关键词: 频率域电磁法, 几何形变, 张量矩阵, 一次场误差, 二次场误差

Abstract: During the underground exploratio with frequency domain electromagnetic instruments based on magnetic dipole model, systematic errors are caused by the position and attitude changes of transmitting and receiving coils due to installation errors, the sway of instruments, as well as the geometric distortion of materials and other factors. The quantitative analysis of geometric errors for frequency-domain electromagnetic instruments has a great guiding significance in instrument production, field operation and system correction. According to the sources of the errors, the geometric errors were divided into two categories, one is the primary field error, the other is the secondary field error. By introducing the tensor matrixes of the primary field and the secondary field, we forwarded the primary field and the secondary fields from nine configurations based on homogeneous earth model, and quantitatively analyzed the features and changes of the geometric errors of the nine configurations in a differential way.

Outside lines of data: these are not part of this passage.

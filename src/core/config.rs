//! Configuration management for BloggerAI.
//!
//! Handles loading configuration from TOML files.

use std::path::{Path, PathBuf};

use serde::{Deserialize, Serialize};

/// Local config file name, looked up in the working directory.
pub const LOCAL_CONFIG_FILE: &str = ".bloggerai.toml";

/// Application configuration.
#[derive(Debug, Clone, Default, Serialize, Deserialize)]
#[serde(default)]
pub struct Config {
    /// General settings
    pub general: GeneralConfig,

    /// Model provider settings
    pub ai: AiConfig,

    /// Calendar defaults
    pub calendar: CalendarConfig,

    /// Article generation settings
    pub article: ArticleConfig,
}

/// General application settings.
#[derive(Debug, Clone, Serialize, Deserialize)]
#[serde(default)]
pub struct GeneralConfig {
    /// Directory calendars and articles are written to (`~` is expanded)
    pub output_dir: String,
}

/// Model provider settings.
///
/// API keys are never read from here; they come from the environment.
#[derive(Debug, Clone, Serialize, Deserialize)]
#[serde(default)]
pub struct AiConfig {
    /// AI provider (gemini, openai, claude, ollama)
    pub provider: String,

    /// Model to use (provider default when unset)
    #[serde(skip_serializing_if = "Option::is_none")]
    pub model: Option<String>,

    /// Override the provider's API base URL
    #[serde(skip_serializing_if = "Option::is_none")]
    pub base_url: Option<String>,

    /// Upper bound on reply length
    pub max_output_tokens: u32,

    /// Sampling temperature
    #[serde(skip_serializing_if = "Option::is_none")]
    pub temperature: Option<f32>,

    /// Per-request timeout in seconds
    pub timeout_secs: u64,

    /// Ollama-specific settings
    pub ollama: OllamaConfig,
}

/// Ollama configuration.
#[derive(Debug, Clone, Serialize, Deserialize)]
#[serde(default)]
pub struct OllamaConfig {
    /// Ollama server URL
    pub base_url: String,

    /// Model to use
    pub model: String,
}

/// Calendar defaults used when the command line leaves them out.
#[derive(Debug, Clone, Serialize, Deserialize)]
#[serde(default)]
pub struct CalendarConfig {
    pub duration_months: u32,
    pub posts_per_week: u32,
}

/// Article generation settings.
#[derive(Debug, Clone, Serialize, Deserialize)]
#[serde(default)]
pub struct ArticleConfig {
    /// How many secondary keywords are offered to the model per article
    pub extra_keywords: usize,
}

impl Config {
    /// Load configuration from the default location.
    ///
    /// Looks for config in:
    /// 1. `.bloggerai.toml` in current directory
    /// 2. `~/.config/bloggerai/config.toml`
    /// 3. Falls back to defaults
    pub fn load() -> anyhow::Result<Self> {
        // Try local config first
        let local_config = PathBuf::from(LOCAL_CONFIG_FILE);
        if local_config.exists() {
            return Self::load_from_file(&local_config);
        }

        // Try global config
        if let Some(config_dir) = Self::config_dir() {
            let global_config = config_dir.join("config.toml");
            if global_config.exists() {
                return Self::load_from_file(&global_config);
            }
        }

        // Return defaults
        Ok(Self::default())
    }

    /// Load configuration from a specific file.
    pub fn load_from_file(path: &Path) -> anyhow::Result<Self> {
        let content = std::fs::read_to_string(path)?;
        let config: Self = toml::from_str(&content)
            .map_err(|e| anyhow::anyhow!("Invalid config {}: {e}", path.display()))?;
        tracing::debug!(path = %path.display(), "loaded config");
        Ok(config)
    }

    /// Get the config directory path.
    pub fn config_dir() -> Option<PathBuf> {
        dirs::config_dir().map(|d| d.join("bloggerai"))
    }

    /// Output directory with `~` and environment variables expanded.
    pub fn output_dir(&self) -> PathBuf {
        let raw = &self.general.output_dir;
        match shellexpand::full(raw) {
            Ok(expanded) => PathBuf::from(expanded.as_ref()),
            Err(_) => PathBuf::from(raw),
        }
    }
}

impl Default for GeneralConfig {
    fn default() -> Self {
        Self { output_dir: ".".to_string() }
    }
}

impl Default for AiConfig {
    fn default() -> Self {
        Self {
            provider: "gemini".to_string(),
            model: None,
            base_url: None,
            max_output_tokens: 8192,
            temperature: None,
            timeout_secs: 120,
            ollama: OllamaConfig::default(),
        }
    }
}

impl Default for OllamaConfig {
    fn default() -> Self {
        Self { base_url: "http://localhost:11434".to_string(), model: "llama3.2".to_string() }
    }
}

impl Default for CalendarConfig {
    fn default() -> Self {
        Self { duration_months: 6, posts_per_week: 2 }
    }
}

impl Default for ArticleConfig {
    fn default() -> Self {
        Self { extra_keywords: 5 }
    }
}
//! Generated articles.

use serde::{Deserialize, Serialize};

use super::calendar::CalendarEntry;

/// Longest title fragment used in an article file name.
const FILE_TITLE_CHARS: usize = 30;

/// A full blog post generated for one calendar entry.
#[derive(Debug, Clone, PartialEq, Eq, Serialize, Deserialize)]
pub struct Article {
    /// Zero-based position of the source entry in the calendar
    pub index: usize,

    /// Publishing date copied from the calendar entry
    pub date: String,

    /// Title copied from the calendar entry
    pub title: String,

    /// Primary keyword copied from the calendar entry
    pub primary_keyword: String,

    /// Markdown body, exactly as returned by the model
    pub content: String,
}

impl Article {
    /// Create an article for a calendar entry.
    pub fn from_entry(index: usize, entry: &CalendarEntry, content: impl Into<String>) -> Self {
        Self {
            index,
            date: entry.date.clone(),
            title: entry.title.clone(),
            primary_keyword: entry.primary_keyword.clone(),
            content: content.into(),
        }
    }

    /// Render as a standalone Markdown document.
    pub fn to_markdown(&self) -> String {
        format!("# {}\n\nDate: {}\n\n{}", self.title, self.date, self.content)
    }

    /// Download file name: `blog_<n><Title>.md`.
    ///
    /// `n` is the 1-based calendar position. The title has its spaces removed
    /// (along with characters file systems reject) and is cut to 30 chars.
    pub fn file_name(&self) -> String {
        let title: String = self
            .title
            .chars()
            .filter(|c| !matches!(c, ' ' | '/' | '\\' | ':' | '*' | '?' | '"' | '<' | '>' | '|'))
            .take(FILE_TITLE_CHARS)
            .collect();
        format!("blog_{}{}.md", self.index + 1, title)
    }

    /// Approximate word count of the body.
    pub fn word_count(&self) -> usize {
        self.content.split_whitespace().count()
    }
}

#[cfg(test)]
mod tests {
    use super::*;

    fn article(index: usize, title: &str) -> Article {
        Article {
            index,
            date: "2024-06-03".to_string(),
            title: title.to_string(),
            primary_keyword: "SEO".to_string(),
            content: "## Intro\n\nHello world.".to_string(),
        }
    }

    #[test]
    fn test_markdown_layout() {
        let md = article(0, "Why SEO Matters").to_markdown();
        assert_eq!(md, "# Why SEO Matters\n\nDate: 2024-06-03\n\n## Intro\n\nHello world.");
    }

    #[test]
    fn test_file_name() {
        assert_eq!(article(0, "Why SEO Matters").file_name(), "blog_1WhySEOMatters.md");
        assert_eq!(
            article(9, "The Complete Guide to Long Tail Keyword Research in 2024").file_name(),
            "blog_10TheCompleteGuidetoLongTailKeyw.md"
        );
    }

    #[test]
    fn test_file_name_drops_path_separators() {
        assert_eq!(article(2, "SEO/SEM: What?").file_name(), "blog_3SEOSEMWhat.md");
    }

    #[test]
    fn test_from_entry() {
        let entry = CalendarEntry {
            date: "2024-06-05".to_string(),
            title: "Title".to_string(),
            primary_keyword: "kw".to_string(),
            description: "d".to_string(),
        };
        let article = Article::from_entry(4, &entry, "one two three");
        assert_eq!(article.index, 4);
        assert_eq!(article.title, "Title");
        assert_eq!(article.word_count(), 3);
    }
}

Numerical results show that, in the primary field errors introduced by the geometric distortion, only PERyz and PERzy coil configurations do not contain linear term of the position change; only VCA, VCP and HCP configurations do not contain linear term of attitude change. In the secondary field errors introduced by the geometric distortion, PERzx and PERxz coil configurations have the maximum relative error; VCA, VCP and HCP coil configurations are greatly influenced by the change of height and coil separation, which needs real-time measurement for correction; and the VCP coil configuration is least influenced by the change of coil separation and attitude.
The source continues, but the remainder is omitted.